INSTRUCTIONS FOR THE TASK
A faithful transcription of the entries below is required.
---------- PROVIDED DATA
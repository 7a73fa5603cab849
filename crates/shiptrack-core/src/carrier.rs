//! Carrier status client and external-vocabulary mapping.
//!
//! The carrier speaks its own status code set; `map_external_status` is
//! the single lookup table translating it into the domain enumeration.
//! Codes outside the table map to `Unknown`, which the reconciliation
//! job treats as "no change": the stored status survives, but the raw
//! payload is still recorded and the check timestamp refreshed.

use std::time::Duration;

use serde_json::Value;

use crate::error::{Result, TrackError};
use crate::types::OrderStatus;

// ---------------------------------------------------------------------------
// MappedStatus
// ---------------------------------------------------------------------------

#[derive(Debug, Clone, Copy, PartialEq, Eq)]
pub enum MappedStatus {
    Known(OrderStatus),
    Unknown,
}

/// Translate a carrier status code into the domain vocabulary.
/// Case, surrounding whitespace, and space/hyphen separators are
/// normalised before lookup.
pub fn map_external_status(code: &str) -> MappedStatus {
    let normalized = code.trim().to_ascii_uppercase().replace([' ', '-'], "_");
    match normalized.as_str() {
        "PICKUP_SCHEDULED" | "PICKUP_GENERATED" | "MANIFESTED" => {
            MappedStatus::Known(OrderStatus::Processing)
        }
        "PICKED_UP" | "SHIPPED" => MappedStatus::Known(OrderStatus::Shipped),
        "IN_TRANSIT" | "REACHED_HUB" => MappedStatus::Known(OrderStatus::InTransit),
        "OUT_FOR_DELIVERY" => MappedStatus::Known(OrderStatus::OutForDelivery),
        "DELIVERED" => MappedStatus::Known(OrderStatus::Delivered),
        "UNDELIVERED" | "RTO_INITIATED" | "RTO_DELIVERED" | "LOST" => {
            MappedStatus::Known(OrderStatus::Failed)
        }
        "CANCELLED" => MappedStatus::Known(OrderStatus::Cancelled),
        _ => MappedStatus::Unknown,
    }
}

// ---------------------------------------------------------------------------
// CarrierClient
// ---------------------------------------------------------------------------

/// One status lookup result: the carrier's own code plus the payload
/// verbatim, kept for the order's tracking history.
#[derive(Debug, Clone)]
pub struct CarrierUpdate {
    pub external_status: String,
    pub raw: Value,
}

pub struct CarrierClient {
    http: reqwest::blocking::Client,
    base_url: String,
}

impl CarrierClient {
    /// Build a client with a total per-call timeout. The timeout covers
    /// connect, request, and body read; an expired call surfaces as
    /// `CarrierTimeout` and counts as a per-order failure.
    pub fn new(base_url: &str, timeout: Duration) -> Result<Self> {
        let http = reqwest::blocking::Client::builder()
            .timeout(timeout)
            .build()
            .map_err(|e| TrackError::CarrierUnavailable(e.to_string()))?;
        Ok(Self {
            http,
            base_url: base_url.trim_end_matches('/').to_string(),
        })
    }

    /// Fetch the current shipment status for a tracking reference.
    pub fn fetch_status(&self, reference: &str) -> Result<CarrierUpdate> {
        let url = format!("{}/shipments/{}/track", self.base_url, reference);
        let resp = self.http.get(&url).send().map_err(|e| {
            if e.is_timeout() {
                TrackError::CarrierTimeout(format!("{reference}: {e}"))
            } else {
                TrackError::CarrierUnavailable(format!("{reference}: {e}"))
            }
        })?;

        let status = resp.status();
        if status.is_client_error() {
            return Err(TrackError::CarrierRejected(format!(
                "{reference}: HTTP {status}"
            )));
        }
        if !status.is_success() {
            return Err(TrackError::CarrierUnavailable(format!(
                "{reference}: HTTP {status}"
            )));
        }

        let raw: Value = resp.json().map_err(|e| {
            if e.is_timeout() {
                TrackError::CarrierTimeout(format!("{reference}: {e}"))
            } else {
                TrackError::CarrierUnavailable(format!("{reference}: {e}"))
            }
        })?;
        let external_status = raw
            .get("current_status")
            .and_then(|v| v.as_str())
            .unwrap_or_default()
            .to_string();
        Ok(CarrierUpdate {
            external_status,
            raw,
        })
    }
}

// ---------------------------------------------------------------------------
// Tests
// ---------------------------------------------------------------------------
--------------------
RESPONSE FOR THIS EXERCISE
repository 7a73fa5603cab849
filename crates/shiptrack-core/src/carrier.rs
//! Carrier status client and external-vocabulary mapping.
//!
//! The carrier speaks its own status code set; `map_external_status` is
//! the single lookup table translating it into the domain enumeration.
//! Codes outside the table map to `Unknown`, which the reconciliation
//! job treats as "no change": the stored status survives, but the raw
//! payload is still recorded and the check timestamp refreshed.

use std::time::Duration;

use serde_json::Value;

use crate::error::{Result, TrackError};
use crate::types::OrderStatus;

// ---------------------------------------------------------------------------
// MappedStatus
// ---------------------------------------------------------------------------

#[derive(Debug, Clone, Copy, PartialEq, Eq)]
pub enum MappedStatus {
    Known(OrderStatus),
    Unknown,
}

/// Translate a carrier status code into the domain vocabulary.
/// Case, surrounding whitespace, and space/hyphen separators are
/// normalised before lookup.
pub fn map_external_status(code: &str) -> MappedStatus {
    let normalized = code.trim().to_ascii_uppercase().replace([' ', '-'], "_");
    match normalized.as_str() {
        "PICKUP_SCHEDULED" | "PICKUP_GENERATED" | "MANIFESTED" => {
            MappedStatus::Known(OrderStatus::Processing)
        }
        "PICKED_UP" | "SHIPPED" => MappedStatus::Known(OrderStatus::Shipped),
        "IN_TRANSIT" | "REACHED_HUB" => MappedStatus::Known(OrderStatus::InTransit),
        "OUT_FOR_DELIVERY" => MappedStatus::Known(OrderStatus::OutForDelivery),
        "DELIVERED" => MappedStatus::Known(OrderStatus::Delivered),
        "UNDELIVERED" | "RTO_INITIATED" | "RTO_DELIVERED" | "LOST" => {
            MappedStatus::Known(OrderStatus::Failed)
        }
        "CANCELLED" => MappedStatus::Known(OrderStatus::Cancelled),
        _ => MappedStatus::Unknown,
    }
}

// ---------------------------------------------------------------------------
// CarrierClient
// ---------------------------------------------------------------------------

/// One status lookup result: the carrier's own code plus the payload
/// verbatim, kept for the order's tracking history.
#[derive(Debug, Clone)]
pub struct CarrierUpdate {
    pub external_status: String,
    pub raw: Value,
}

pub struct CarrierClient {
    http: reqwest::blocking::Client,
    base_url: String,
}

impl CarrierClient {
    /// Build a client with a total per-call timeout. The timeout covers
    /// connect, request, and body read; an expired call surfaces as
    /// `CarrierTimeout` and counts as a per-order failure.
    pub fn new(base_url: &str, timeout: Duration) -> Result<Self> {
        let http = reqwest::blocking::Client::builder()
            .timeout(timeout)
            .build()
            .map_err(|e| TrackError::CarrierUnavailable(e.to_string()))?;
        Ok(Self {
            http,
            base_url: base_url.trim_end_matches('/').to_string(),
        })
    }

    /// Fetch the current shipment status for a tracking reference.
    pub fn fetch_status(&self, reference: &str) -> Result<CarrierUpdate> {
        let url = format!("{}/shipments/{}/track", self.base_url, reference);
        let resp = self.http.get(&url).send().map_err(|e| {
            if e.is_timeout() {
                TrackError::CarrierTimeout(format!("{reference}: {e}"))
            } else {
                TrackError::CarrierUnavailable(format!("{reference}: {e}"))
            }
        })?;

        let status = resp.status();
        if status.is_client_error() {
            return Err(TrackError::CarrierRejected(format!(
                "{reference}: HTTP {status}"
            )));
        }
        if !status.is_success() {
            return Err(TrackError::CarrierUnavailable(format!(
                "{reference}: HTTP {status}"
            )));
        }

        let raw: Value = resp.json().map_err(|e| {
            if e.is_timeout() {
                TrackError::CarrierTimeout(format!("{reference}: {e}"))
            } else {
                TrackError::CarrierUnavailable(format!("{reference}: {e}"))
            }
        })?;
        let external_status = raw
            .get("current_status")
            .and_then(|v| v.as_str())
            .unwrap_or_default()
            .to_string();
        Ok(CarrierUpdate {
            external_status,
            raw,
        })
    }
}

// ---------------------------------------------------------------------------
// Tests
// ---------------------------------------------------------------------------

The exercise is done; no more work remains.